Goldman Sachs Predicts Mini-Bear Market for Bonds

Goldman Sachs

We’ve been speaking about how risky bonds are right now and to expect a significant pullback. Few bond investors really understand even why such things should matter to them.

It takes very little understanding of bonds or markets to get why the run-up that we’ve seen with bonds over the last year should concern us, but you do have to grasp the basics to get this. We’ve written a few articles on this topic lately, and the risk out there right now is already pretty well known among those even a little in the know, and we’ve seen the expected pullback start already.

This knowledge doesn’t really make it to the general public very much though, and the fact that almost all of the talk about bonds is about yields tells a big part of the story right there. Many have complained how low yields have gotten, and presumably hope that they start going back up, and don’t realize that they have all of this backward.

When you’re looking to invest in bonds or are thinking about doing so, it is critical to understand that there are two variables with bonds, the price and the yield. It is actually only the price that matters, and looking at yields instead will only lead to confusion. If you are holding bonds, you want the yield to go as low as it can and stay there, although these people line up to complain about it and get happy when yields rise and the value of their bonds goes down.

An even bigger issue, and one that we’ll tackle in more depth in this article, is the more even fundamental misunderstanding of the utility and opportunity cost of bond investing. Bonds are a terrible investment right now but they are pretty terrible generally, and do have their place but only in certain situations.

This is not how investors use them, and in fact, the investment industry has always promoted bonds significantly, where just about all investors are told that they should hedge their stock positions with a certain percentage of their portfolio in bonds. This is nonsense, but nonsense is not a barrier in the world of investing. This one does stand alone in this regard though and is the most stupid and harmful thing investors do by a long shot.

Whenever we are in an investment, the task is to look at both the upside and the downside, the potential returns and the risk, and look to achieve the best mix of both, or at least one that makes sense. Hedging stocks with bonds or using bonds as a source of return is something that is very inappropriate generally and only is useful in the right hands in the right situation.

If you aren’t one to want to time your investments, bonds aren’t for you, period, no matter what kind of investor you are. We actually have had one opportunity in recent times where bonds were a good idea, which was during the stock pullback of late last year. Bonds for a time outperformed stocks, and this is the only reason why we ever want to be invested in them as individual investors, although the expectations with bonds still need to be favorable. With stocks and bonds going in different directions, this ended up being a good time to do it and it did pay off a little.

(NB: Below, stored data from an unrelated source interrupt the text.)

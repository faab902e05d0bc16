//! Provider Module
//!
//! One capability interface over every cache the crate can talk to.
//!
//! # Adapters
//! - [`RecencyCache`]: no expiration support
//! - [`ConcurrentCache`]: no expiration support
//! - [`DelegatingCache`]: forwards to injected strategies, no enumeration

mod delegate;

use std::hash::Hash;
use std::time::Duration;

use tracing::warn;

use crate::cache::{ConcurrentCache, RecencyCache};
use crate::error::{CacheError, Result};

pub use delegate::DelegatingCache;

// == Cache Provider ==
/// Uniform `Contains/Get/Set/Remove` contract.
///
/// Capabilities an adapter cannot honour fail with
/// [`CacheError::NotSupported`] instead of being ignored.
pub trait CacheProvider<K, V> {
    fn contains(&self, key: &K) -> bool;

    fn get(&self, key: &K) -> Option<V>;

    /// Stores `value`, expiring it after `expiration` when given.
    fn set(&self, key: K, value: V, expiration: Option<Duration>) -> Result<()>;

    /// Returns true if an entry was removed.
    fn remove(&self, key: &K) -> bool;

    /// Snapshot of the stored keys.
    fn keys(&self) -> Result<Vec<K>>;
}

/// Fails fast when a caller asks a cache without expiration to expire.
fn reject_expiration(cache: &str, expiration: Option<Duration>) -> Result<()> {
    match expiration {
        Some(ttl) => {
            warn!("Rejected expiration of {:?} on {}", ttl, cache);
            Err(CacheError::NotSupported(format!(
                "{} does not support expiration",
                cache
            )))
        }
        None => Ok(()),
    }
}

impl<K: Hash + Eq + Clone, V: Clone> CacheProvider<K, V> for RecencyCache<K, V> {
    fn contains(&self, key: &K) -> bool {
        RecencyCache::contains(self, key)
    }

    fn get(&self, key: &K) -> Option<V> {
        RecencyCache::get(self, key)
    }

    fn set(&self, key: K, value: V, expiration: Option<Duration>) -> Result<()> {
        reject_expiration("RecencyCache", expiration)?;
        RecencyCache::set(self, key, value);
        Ok(())
    }

    fn remove(&self, key: &K) -> bool {
        RecencyCache::remove(self, key)
    }

    fn keys(&self) -> Result<Vec<K>> {
        Ok(RecencyCache::keys(self))
    }
}

impl<K: Hash + Eq + Clone, V: Clone> CacheProvider<K, V> for ConcurrentCache<K, V> {
    fn contains(&self, key: &K) -> bool {
        ConcurrentCache::contains(self, key)
    }

    fn get(&self, key: &K) -> Option<V> {
        ConcurrentCache::get(self, key)
    }

    fn set(&self, key: K, value: V, expiration: Option<Duration>) -> Result<()> {
        reject_expiration("ConcurrentCache", expiration)?;
        ConcurrentCache::set(self, key, value);
        Ok(())
    }

    fn remove(&self, key: &K) -> bool {
        self.try_remove(key).is_some()
    }

    fn keys(&self) -> Result<Vec<K>> {
        Ok(ConcurrentCache::keys(self))
    }
}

This obviously requires that people time their stocks though, which is something not a lot of investors wish to ever do. Regardless of the opportunities that we have to help ourselves by doing so, as far as this may be from optimal, it is not unreasonable at all that so many choose not to under the circumstances due to both a lack of interest and aptitude.

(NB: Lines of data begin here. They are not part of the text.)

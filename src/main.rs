//! Keyed Cache - workload driver
//!
//! Runs a concurrent workload against both caches and logs a JSON report.

use std::sync::atomic::{AtomicBool, Ordering};
use std::sync::Arc;

use anyhow::Context;
use tokio::signal;
use tracing::{info, warn};
use tracing_subscriber::{layer::SubscriberExt, util::SubscriberInitExt};

use keyed_cache::{spawn_workload, Config, ConcurrentCache, RecencyCache};

/// Main entry point for the workload driver.
///
/// # Startup Sequence
/// 1. Initialize tracing subscriber for logging
/// 2. Load and validate configuration from environment variables
/// 3. Create both caches
/// 4. Run the workload until it completes or a shutdown signal arrives
/// 5. Log the run report as JSON
#[tokio::main]
async fn main() -> anyhow::Result<()> {
    // Defaults to "info" level, can be overridden with RUST_LOG env var
    tracing_subscriber::registry()
        .with(
            tracing_subscriber::EnvFilter::try_from_default_env()
                .unwrap_or_else(|_| "keyed_cache=info".into()),
        )
        .with(tracing_subscriber::fmt::layer())
        .init();

    info!("Starting Keyed Cache workload driver");

    let config = Config::from_env();
    config
        .validate()
        .context("invalid workload configuration")?;
    info!(
        "Configuration loaded: cache_capacity={}, workers={}, operations_per_worker={}, key_space={}",
        config.cache_capacity, config.worker_count, config.operations_per_worker, config.key_space
    );

    let recency = Arc::new(
        RecencyCache::new(config.cache_capacity).context("failed to create recency cache")?,
    );
    let concurrent = Arc::new(ConcurrentCache::new());
    let stop = Arc::new(AtomicBool::new(false));

    let mut workload = spawn_workload(recency, concurrent, &config, stop.clone());

    let report = tokio::select! {
        report = &mut workload => report.context("workload task failed")?,
        _ = shutdown_signal() => {
            stop.store(true, Ordering::Relaxed);
            warn!("Stopping workers early");
            workload.await.context("workload task failed")?
        }
    };

    info!("Run report: {}", serde_json::to_string(&report)?);
    info!("Workload driver shutdown complete");
    Ok(())
}

/// Waits for shutdown signal (Ctrl+C or SIGTERM).
async fn shutdown_signal() {
    let ctrl_c = async {
        signal::ctrl_c()
            .await
            .expect("Failed to install Ctrl+C handler");
    };

    #[cfg(unix)]
    let terminate = async {
        signal::unix::signal(signal::unix::SignalKind::terminate())
            .expect("Failed to install SIGTERM handler")
            .recv()
            .await;
    };

    #[cfg(not(unix))]
    let terminate = std::future::pending::<()>();

    tokio::select! {
        _ = ctrl_c => {
            info!("Received Ctrl+C, initiating shutdown...");
        }
        _ = terminate => {
            info!("Received SIGTERM, initiating shutdown...");
        }
    }
}
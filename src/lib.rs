//! Keyed Cache - in-process key/value caches
//!
//! Provides a bounded LRU cache with disposal hooks, an unbounded concurrent
//! cache that computes each key at most once, and a uniform provider
//! interface over both.

pub mod cache;
pub mod config;
pub mod error;
pub mod provider;
pub mod tasks;

pub use cache::{ConcurrentCache, RecencyCache};
pub use config::Config;
pub use error::{CacheError, Result};
pub use provider::{CacheProvider, DelegatingCache};
pub use tasks::spawn_workload;
//! Concurrent Cache Module
//!
//! Unbounded thread-safe cache with get-or-create semantics.
//!
//! Each key maps to a shared [`Memoized`] cell inside a sharded `DashMap`.
//! The cell is installed with an atomic insert-if-absent and computed outside
//! the shard lock, so concurrent callers for one missing key run a single
//! factory and all observe its result.
//!
//! A key becomes visible to reads (`contains`, `get`, `keys`, ...) once its
//! value has been computed. A cell still computing is reachable only through
//! `get_or_set`, which waits for it.

use std::fmt;
use std::hash::Hash;
use std::sync::Arc;

use dashmap::DashMap;
use tracing::trace;

use super::memo::Memoized;

// == Concurrent Cache ==
/// Capacity-unbounded cache safe to share across threads.
pub struct ConcurrentCache<K, V> {
    cells: DashMap<K, Arc<Memoized<V>>>,
}

impl<K: Hash + Eq, V> fmt::Debug for ConcurrentCache<K, V> {
    fn fmt(&self, f: &mut fmt::Formatter<'_>) -> fmt::Result {
        f.debug_struct("ConcurrentCache")
            .field("cells", &self.cells.len())
            .finish()
    }
}

impl<K: Hash + Eq + Clone, V: Clone> Default for ConcurrentCache<K, V> {
    fn default() -> Self {
        Self::new()
    }
}

impl<K: Hash + Eq + Clone, V: Clone> ConcurrentCache<K, V> {
    // == Constructor ==
    pub fn new() -> Self {
        Self {
            cells: DashMap::new(),
        }
    }

    pub fn contains(&self, key: &K) -> bool {
        self.cells
            .get(key)
            .map_or(false, |cell| cell.value().is_ready())
    }

    // == Get ==
    /// Returns the computed value for `key`. Never creates an entry.
    pub fn get(&self, key: &K) -> Option<V> {
        let cell = self.cell(key)?;
        cell.get().cloned()
    }

    // == Get Or Set ==
    /// Returns the value for `key`, computing it with `factory` if absent.
    ///
    /// Callers racing on the same missing key share one factory execution and
    /// receive the same value. A key that already has a cell never recomputes,
    /// whatever factory is passed.
    pub fn get_or_set<F>(&self, key: K, factory: F) -> V
    where
        F: FnOnce() -> V,
    {
        // Shard guard is released at the end of this statement
        let cell = Arc::clone(
            self.cells
                .entry(key)
                .or_insert_with(|| Arc::new(Memoized::pending()))
                .value(),
        );

        cell.get_or_init(|| {
            trace!("Computing value for new cache key");
            factory()
        })
        .clone()
    }

    /// Returns the value for `key`, inserting `value` if absent.
    pub fn get_or_insert(&self, key: K, value: V) -> V {
        self.get_or_set(key, move || value)
    }

    // == Set ==
    /// Inserts or overwrites the value for `key`.
    pub fn set(&self, key: K, value: V) {
        self.cells.insert(key, Arc::new(Memoized::ready(value)));
    }

    // == Try Set ==
    /// Replaces the value for an existing key.
    ///
    /// Best effort: returns false if the key is absent, still computing, or was
    /// replaced by another writer between observation and update. Callers
    /// decide whether to retry.
    pub fn try_set(&self, key: &K, value: V) -> bool {
        let observed = match self.cells.get(key) {
            Some(cell) if cell.value().is_ready() => Arc::clone(cell.value()),
            _ => return false,
        };

        match self.cells.get_mut(key) {
            Some(mut current) if Arc::ptr_eq(current.value(), &observed) => {
                *current = Arc::new(Memoized::ready(value));
                true
            }
            _ => false,
        }
    }

    // == Try Remove ==
    /// Removes `key`, returning its value. `None` if absent or still computing.
    pub fn try_remove(&self, key: &K) -> Option<V> {
        self.cells
            .remove_if(key, |_, cell| cell.is_ready())
            .and_then(|(_, cell)| cell.get().cloned())
    }

    /// Snapshot of keys with computed values, in no particular order.
    pub fn keys(&self) -> Vec<K> {
        self.cells
            .iter()
            .filter(|entry| entry.value().is_ready())
            .map(|entry| entry.key().clone())
            .collect()
    }

    /// Snapshot of computed values, in no particular order.
    pub fn values(&self) -> Vec<V> {
        self.cells
            .iter()
            .filter_map(|entry| entry.value().get().cloned())
            .collect()
    }

    /// Number of keys with computed values.
    pub fn count(&self) -> usize {
        self.cells
            .iter()
            .filter(|entry| entry.value().is_ready())
            .count()
    }

    pub fn is_empty(&self) -> bool {
        self.count() == 0
    }

    /// Drops every cell, including ones still computing.
    pub fn remove_all(&self) {
        self.cells.clear();
    }

    fn cell(&self, key: &K) -> Option<Arc<Memoized<V>>> {
        self.cells.get(key).map(|cell| Arc::clone(cell.value()))
    }
}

It is what happens when we want to be in bonds but refuse to manage our investments actively that is the real problem, and this approach is not reasonable at all. Last fall, the mood of the market soured and we actually got into a fairly rare situation lately where the outlook for stocks was poor and the outlook for bonds was quite good, but this does not happen very often.

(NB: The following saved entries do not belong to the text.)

use std::sync::Arc;

use serde_json::{json, Value};
use tracing::debug;

use crate::band::BandCollection;
use crate::chunk::{ChunkData, ChunkId};
use crate::cube::{link_child, Cube, CubeBase};
use crate::errors::{Error, Result};
use crate::ops::reduce::{Reducer, TimeReducer};
use crate::reference::StReference;

/// Reduces a cube over its whole time axis; one output band per
/// `(reducer, band)` pair, output geometry `nt = 1`, `dt = t1 - t0`.
///
pub struct ReduceTimeCube {
    base: CubeBase,
    in_cube: Arc<dyn Cube>,
    st: StReference,
    bands: BandCollection,
    reducer_bands: Vec<(Reducer, String)>,
    pairs: Vec<(Reducer, usize)>,
    chunk_size: [usize; 3],
}

impl ReduceTimeCube {
    pub fn create(
        in_cube: Arc<dyn Cube>,
        reducer_bands: Vec<(Reducer, String)>,
    ) -> Result<Arc<Self>> {
        if reducer_bands.is_empty() {
            return Err(Error::Config(
                "reduce_time needs at least one (reducer, band) pair".to_string(),
            ));
        }

        let mut bands = BandCollection::new();
        let mut pairs = vec![];
        for (reducer, name) in &reducer_bands {
            let idx = in_cube.bands().get_index(name)?;
            let mut band = in_cube.bands().get(idx).clone();
            // Rename only if there still is a time axis to reduce
            if in_cube.size_t() > 1 {
                band.name = format!("{}_{}", band.name, reducer.as_str());
            }
            bands.add(band)?;
            pairs.push((*reducer, idx));
        }

        let in_chunks = in_cube.chunk_size();
        let out = Arc::new(Self {
            base: CubeBase::new(),
            st: in_cube.st_reference().collapsed_time(),
            bands,
            reducer_bands,
            pairs,
            chunk_size: [1, in_chunks[1], in_chunks[2]],
            in_cube,
        });
        link_child(&out.in_cube, &(Arc::clone(&out) as Arc<dyn Cube>));

        Ok(out)
    }

    /// Expand the single-reducer form: apply one reducer to every band of
    /// the input.
    pub fn create_single(in_cube: Arc<dyn Cube>, reducer: Reducer) -> Result<Arc<Self>> {
        let pairs = in_cube
            .bands()
            .names()
            .into_iter()
            .map(|name| (reducer, name))
            .collect();

        Self::create(in_cube, pairs)
    }

    pub fn reducer_bands(&self) -> &[(Reducer, String)] {
        &self.reducer_bands
    }
}

impl Cube for ReduceTimeCube {
    fn base(&self) -> &CubeBase {
        &self.base
    }

    fn st_reference(&self) -> &StReference {
        &self.st
    }

    fn bands(&self) -> &BandCollection {
        &self.bands
    }

    fn chunk_size(&self) -> [usize; 3] {
        self.chunk_size
    }

    fn read_chunk(&self, id: ChunkId) -> Result<ChunkData> {
        debug!(id, "reduce_time_cube read_chunk");
        if id as usize >= self.count_chunks() {
            return Ok(ChunkData::empty([0, 0, 0, 0]));
        }

        let mut out = ChunkData::empty(self.chunk_shape(id));
        let buf = out.materialize();

        let mut reducers: Vec<TimeReducer> = self
            .pairs
            .iter()
            .enumerate()
            .map(|(i, (reducer, band_in))| TimeReducer::new(*reducer, *band_in, i))
            .collect();
        for reducer in reducers.iter_mut() {
            reducer.init(buf);
        }

        // The output spatial chunking matches the input, so the input chunks
        // contributing to this output chunk share its (iy, ix) and run over
        // every it.
        let per_slice = self.in_cube.count_chunks_y() * self.in_cube.count_chunks_x();
        for it in 0..self.in_cube.count_chunks_t() {
            let in_id = (it * per_slice) as ChunkId + id;
            let chunk = self.in_cube.read_chunk(in_id)?;
            for reducer in reducers.iter_mut() {
                reducer.combine(buf, &chunk, in_id);
            }
        }

        for reducer in reducers.iter_mut() {
            reducer.finalize(buf);
        }

        Ok(out)
    }

    fn to_json(&self) -> Result<Value> {
        let pairs: Vec<Value> = self
            .reducer_bands
            .iter()
            .map(|(reducer, band)| json!([reducer.as_str(), band]))
            .collect();

        Ok(json!({
            "cube_type": "reduce_time",
            "reducer_bands": pairs,
            "in_cube": self.in_cube.to_json()?,
        }))
    }
}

Taking some of the money that you have in stocks and putting them in bonds during these times can be pretty wise indeed, and the goal here isn’t to make money overall necessarily, but to hedge your risk with the stocks.

Typical Stock Investing Ignores Risk, Bond Investing Ignores Return, in a Way that Is Much Worse

There are two things that are required for you to hedge something, which is the risk climbing too high and the prospects of the hedge to provide a positive return being good. If both stocks and bonds are bad, you have to look elsewhere for a hedge, something that is moving the right way.

The 2008 crash was not a time where we would have really wanted to move to bonds for example, even though a hedge was certainly needed. Other than the first two months of 2009, where the downward move peaked, we only really saw a loss of about 50% of the value of stocks. Bonds only went down by about 25%, so that’s better, but it’s just better not to chase a losing proposition and instead seek something else, even though the only reasonable alternative may be fleeing to cash.

We’ve had a bull market with stocks ever since, and the only pullback of any real note was the 20% of late 2018. There was your opportunity if you wanted to hedge with bonds, but this did require a good sense of where both were headed, and if you do not have a good sense, it doesn’t make sense to do something lest you miss more than you hit and cost yourself money.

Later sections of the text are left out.